Troppo potere a Bruxelles: no dell’Olanda al “Pubblico Ministero antifrode europeo”

Il piano per impostare l'ufficio pan-europeo è stato lanciato nel 2013. Oltre all'Olanda anche Svezia, Danimarca, UK e Irlanda hanno scelto per l'opt-out

I Paesi Bassi non parteciperanno al piano UE per lo sviluppo di un ufficio comunitario del pubblico ministero, concentrato su frodi in materia di fondi dell’Unione Europea. A scriverlo è il quotidiano Volkskrant.

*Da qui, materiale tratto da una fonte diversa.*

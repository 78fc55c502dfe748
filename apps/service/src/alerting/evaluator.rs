use std::time::{Duration, SystemTime};

use anyhow::anyhow;
use serde::{Deserialize, Serialize};

use crate::database::models::CheckRecord;
use crate::monitoring::types::ServiceStatus;

/// Kind of alert dispatched on a state change.
#[derive(Debug, Clone, Copy, PartialEq, Eq, Serialize, Deserialize)]
#[serde(rename_all = "lowercase")]
pub enum AlertKind {
    Down,
    Recovery,
}

impl AlertKind {
    pub fn as_str(&self) -> &'static str {
        match self {
            AlertKind::Down => "down",
            AlertKind::Recovery => "recovery",
        }
    }
}

impl std::fmt::Display for AlertKind {
    fn fmt(&self, f: &mut std::fmt::Formatter<'_>) -> std::fmt::Result {
        f.write_str(self.as_str())
    }
}

impl std::str::FromStr for AlertKind {
    type Err = anyhow::Error;

    fn from_str(s: &str) -> Result<Self, Self::Err> {
        match s {
            "down" => Ok(AlertKind::Down),
            "recovery" => Ok(AlertKind::Recovery),
            other => Err(anyhow!("unknown alert kind: {other}")),
        }
    }
}

/// Per-service alerting thresholds.
#[derive(Debug, Clone, Copy)]
pub struct AlertPolicy {
    /// Consecutive failing checks required before a down alert.
    pub retry_threshold: usize,
    /// Window bounding the failure lookback and gating alert resends.
    pub grace_period: Duration,
}

/// History a decision is made against.
///
/// `recent_window` holds the service's checks inside the grace window,
/// newest first, capped at the retry threshold and including the check
/// under evaluation. `previous` is the check immediately preceding it,
/// regardless of age. Callers fill in whichever side the current status
/// needs; the other is ignored.
#[derive(Debug, Default)]
pub struct AlertContext<'a> {
    pub recent_window: &'a [CheckRecord],
    pub previous: Option<&'a CheckRecord>,
    pub last_alert_at: Option<SystemTime>,
}

/// Decide whether the current check warrants an alert.
///
/// The two paths are deliberately asymmetric. A down alert requires a full
/// window of consecutive failures and respects the grace-period resend
/// gate, so an ongoing outage alerts once per grace period rather than
/// once per tick. A recovery alert fires on any down-to-up transition,
/// immediately and ungated.
pub fn decide(
    status: ServiceStatus,
    policy: &AlertPolicy,
    context: &AlertContext<'_>,
    now: SystemTime,
) -> Option<AlertKind> {
    match status {
        ServiceStatus::Down => down_alert_due(policy, context, now).then_some(AlertKind::Down),
        ServiceStatus::Up => recovery_due(context).then_some(AlertKind::Recovery),
    }
}

fn down_alert_due(policy: &AlertPolicy, context: &AlertContext<'_>, now: SystemTime) -> bool {
    let window = context.recent_window;

    if window.len() < policy.retry_threshold {
        return false;
    }
    if !window.iter().all(|check| check.status == ServiceStatus::Down) {
        return false;
    }

    resend_allowed(context.last_alert_at, policy.grace_period, now)
}

/// A previous alert of any kind suppresses a new down alert until the
/// grace period has elapsed since it was emitted.
fn resend_allowed(last_alert_at: Option<SystemTime>, grace: Duration, now: SystemTime) -> bool {
    match last_alert_at {
        None => true,
        Some(at) => now.duration_since(at).map(|since| since >= grace).unwrap_or(false),
    }
}

fn recovery_due(context: &AlertContext<'_>) -> bool {
    context.previous.is_some_and(|check| check.status == ServiceStatus::Down)
}

#[cfg(test)]
mod tests {
    use super::*;
    use serde_json::Value;
    use uuid::Uuid;

    const MINUTE: Duration = Duration::from_secs(60);

    fn policy(retry_threshold: usize, grace_minutes: u32) -> AlertPolicy {
        AlertPolicy { retry_threshold, grace_period: grace_minutes * MINUTE }
    }

    fn check(status: ServiceStatus, seconds_ago: u64, now: SystemTime) -> CheckRecord {
        CheckRecord {
            id: None,
            service_uuid: Uuid::nil(),
            timestamp: now - Duration::from_secs(seconds_ago),
            status,
            latency_ms: None,
            detail: Value::Null,
        }
    }

    fn downs(count: usize, now: SystemTime) -> Vec<CheckRecord> {
        (0..count).map(|i| check(ServiceStatus::Down, i as u64 * 60, now)).collect()
    }

    #[test]
    fn down_alert_when_window_full_of_failures() {
        let now = SystemTime::now();
        let window = downs(3, now);
        let context = AlertContext { recent_window: &window, ..Default::default() };

        assert_eq!(
            decide(ServiceStatus::Down, &policy(3, 5), &context, now),
            Some(AlertKind::Down)
        );
    }

    #[test]
    fn no_down_alert_below_threshold() {
        let now = SystemTime::now();
        let window = downs(2, now);
        let context = AlertContext { recent_window: &window, ..Default::default() };

        assert_eq!(decide(ServiceStatus::Down, &policy(3, 5), &context, now), None);
    }

    #[test]
    fn no_down_alert_when_window_interrupted_by_success() {
        let now = SystemTime::now();
        let window = vec![
            check(ServiceStatus::Down, 0, now),
            check(ServiceStatus::Up, 60, now),
            check(ServiceStatus::Down, 120, now),
        ];
        let context = AlertContext { recent_window: &window, ..Default::default() };

        assert_eq!(decide(ServiceStatus::Down, &policy(3, 5), &context, now), None);
    }

    #[test]
    fn resend_suppressed_within_grace_period() {
        let now = SystemTime::now();
        let window = downs(3, now);
        let context = AlertContext {
            recent_window: &window,
            last_alert_at: Some(now - 2 * MINUTE),
            ..Default::default()
        };

        assert_eq!(decide(ServiceStatus::Down, &policy(3, 5), &context, now), None);
    }

    #[test]
    fn resend_allowed_once_grace_period_elapses() {
        let now = SystemTime::now();
        let window = downs(3, now);
        let context = AlertContext {
            recent_window: &window,
            last_alert_at: Some(now - 6 * MINUTE),
            ..Default::default()
        };

        assert_eq!(
            decide(ServiceStatus::Down, &policy(3, 5), &context, now),
            Some(AlertKind::Down)
        );
    }

    #[test]
    fn future_alert_timestamp_suppresses_resend() {
        let now = SystemTime::now();
        let window = downs(3, now);
        let context = AlertContext {
            recent_window: &window,
            last_alert_at: Some(now + MINUTE),
            ..Default::default()
        };

        assert_eq!(decide(ServiceStatus::Down, &policy(3, 5), &context, now), None);
    }

    #[test]
    fn recovery_on_down_to_up_transition() {
        let now = SystemTime::now();
        let previous = check(ServiceStatus::Down, 60, now);
        let context = AlertContext { previous: Some(&previous), ..Default::default() };

        assert_eq!(
            decide(ServiceStatus::Up, &policy(3, 5), &context, now),
            Some(AlertKind::Recovery)
        );
    }

    #[test]
    fn recovery_ignores_threshold_and_grace() {
        let now = SystemTime::now();
        // A single failure long outside the grace window still recovers.
        let previous = check(ServiceStatus::Down, 3600, now);
        let context = AlertContext { previous: Some(&previous), ..Default::default() };

        assert_eq!(
            decide(ServiceStatus::Up, &policy(100, 1), &context, now),
            Some(AlertKind::Recovery)
        );
    }

    #[test]
    fn no_recovery_when_previous_check_was_up() {
        let now = SystemTime::now();
        let previous = check(ServiceStatus::Up, 60, now);
        let context = AlertContext { previous: Some(&previous), ..Default::default() };

        assert_eq!(decide(ServiceStatus::Up, &policy(3, 5), &context, now), None);
    }

    #[test]
    fn no_recovery_without_history() {
        let now = SystemTime::now();
        let context = AlertContext::default();

        assert_eq!(decide(ServiceStatus::Up, &policy(3, 5), &context, now), None);
    }

    /// threshold=3, grace=5m: three failures inside four minutes alert on
    /// the third; a fourth failure inside the grace window stays quiet;
    /// the following success recovers immediately.
    #[test]
    fn sustained_outage_then_recovery_scenario() {
        let now = SystemTime::now();
        let policy = policy(3, 5);

        let window = vec![
            check(ServiceStatus::Down, 0, now),
            check(ServiceStatus::Down, 120, now),
            check(ServiceStatus::Down, 240, now),
        ];
        let third = AlertContext { recent_window: &window, ..Default::default() };
        assert_eq!(decide(ServiceStatus::Down, &policy, &third, now), Some(AlertKind::Down));

        let later = now + MINUTE;
        let window = vec![
            check(ServiceStatus::Down, 0, later),
            check(ServiceStatus::Down, 60, later),
            check(ServiceStatus::Down, 180, later),
        ];
        let fourth = AlertContext {
            recent_window: &window,
            last_alert_at: Some(now),
            ..Default::default()
        };
        assert_eq!(decide(ServiceStatus::Down, &policy, &fourth, later), None);

        let previous = check(ServiceStatus::Down, 60, later + MINUTE);
        let fifth = AlertContext {
            previous: Some(&previous),
            last_alert_at: Some(now),
            ..Default::default()
        };
        assert_eq!(
            decide(ServiceStatus::Up, &policy, &fifth, later + MINUTE),
            Some(AlertKind::Recovery)
        );
    }
}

La maggioranza del Parlamento olandese non è a favore a ‘più Europa’ durante la campagna elettorale, dice il giornale. L’EPPO (European Public Prosecutor Office) sarebbe in grado di lanciare inchieste sul crimine organizzato e perseguire i singoli. Il ministro della giustizia dimissionario, Ard van der Steur, aveva supportato il piano ma ora, ad essere contrario, è proprio il suo partito -il VVD- insieme a SP, PVV, CDA e formazioni minori. Secondo loro, infatti, questo progetto sarebbe un ‘attacco diretto’ alla sovranità degli Stati nazionali e un ulteriore spostamento di potere a Bruxelles

Il piano per impostare l’ufficio pan-europeo è stato lanciato nel 2013. Il ministro della Giustizia Ard van der Steur, parlando Giovedi poco prima delle dimissioni, aveva avvisato i parlamentari che l’opting out non permetterebbe all’Olanda di ignorare il nuovo organismo antifrode.

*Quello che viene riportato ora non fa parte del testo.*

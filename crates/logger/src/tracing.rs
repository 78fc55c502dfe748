use std::env::var;

use tracing::level_filters::LevelFilter;
use tracing_subscriber::{Layer, filter::EnvFilter, layer::SubscriberExt, util::SubscriberInitExt};

/// Initialize the global tracing subscriber at INFO.
///
/// `RUST_LOG` narrows per-target filtering; `RUST_LOG_FORMAT=json` switches
/// to machine-readable output.
pub fn init_tracing() {
    init_tracing_with_level(LevelFilter::INFO);
}

/// Initialize the global tracing subscriber with an explicit default level.
pub fn init_tracing_with_level(level: LevelFilter) {
    let env_filter = EnvFilter::builder().with_default_directive(level.into()).from_env_lossy();

    let layer = match var("RUST_LOG_FORMAT").unwrap_or_default().as_str() {
        "json" => tracing_subscriber::fmt::layer().json().with_filter(env_filter).boxed(),
        _ => tracing_subscriber::fmt::layer().compact().with_filter(env_filter).boxed(),
    };

    tracing_subscriber::registry().with(layer).init();
}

Inoltre, se i Paesi Bassi saranno intenzionati ad indagare le frodi transfrontaliere, dovranno farlo con l’EPPO, ha detto. I sostenitori del PM antifrode europeo, dicono che la sua istituzione potrebbe far risparmiare alle casse dell’Unione € 50 miliardi di imposta sul valore aggiunto persa a causa di frodi transfrontaliere e sostengono che l’EPPO porterebbe la lotta dell’UE contro la criminalità ad un nuovo livello, superando la semplice collaborazione.

A novembre, la Commissaria europea alla giustizia Věra Jourová, aveva detto a Politico “Usiamo insieme fondi comunitari e insieme dovremmo controllarne la corretta destinazione”. La Commissaria, aveva inoltre minacciato di bloccare l’erogazione di 63,4 miliardi di euro in Fondi Strutturali, qualora i Paesi avessero proseguito sulla linea di voler bloccare l’istituzione dell’Ufficio: “Non vedo la possibilità di erogare altri finanziamenti se manca la volontà di sottoporsi allo scrutinio dell’EPPO. Mi sembra un argomento logico”, aveva concluso la Jourová.

Oltre all’Olanda anche Svezia, Danimarca, UK e Irlanda hanno scelto per l’opt-out.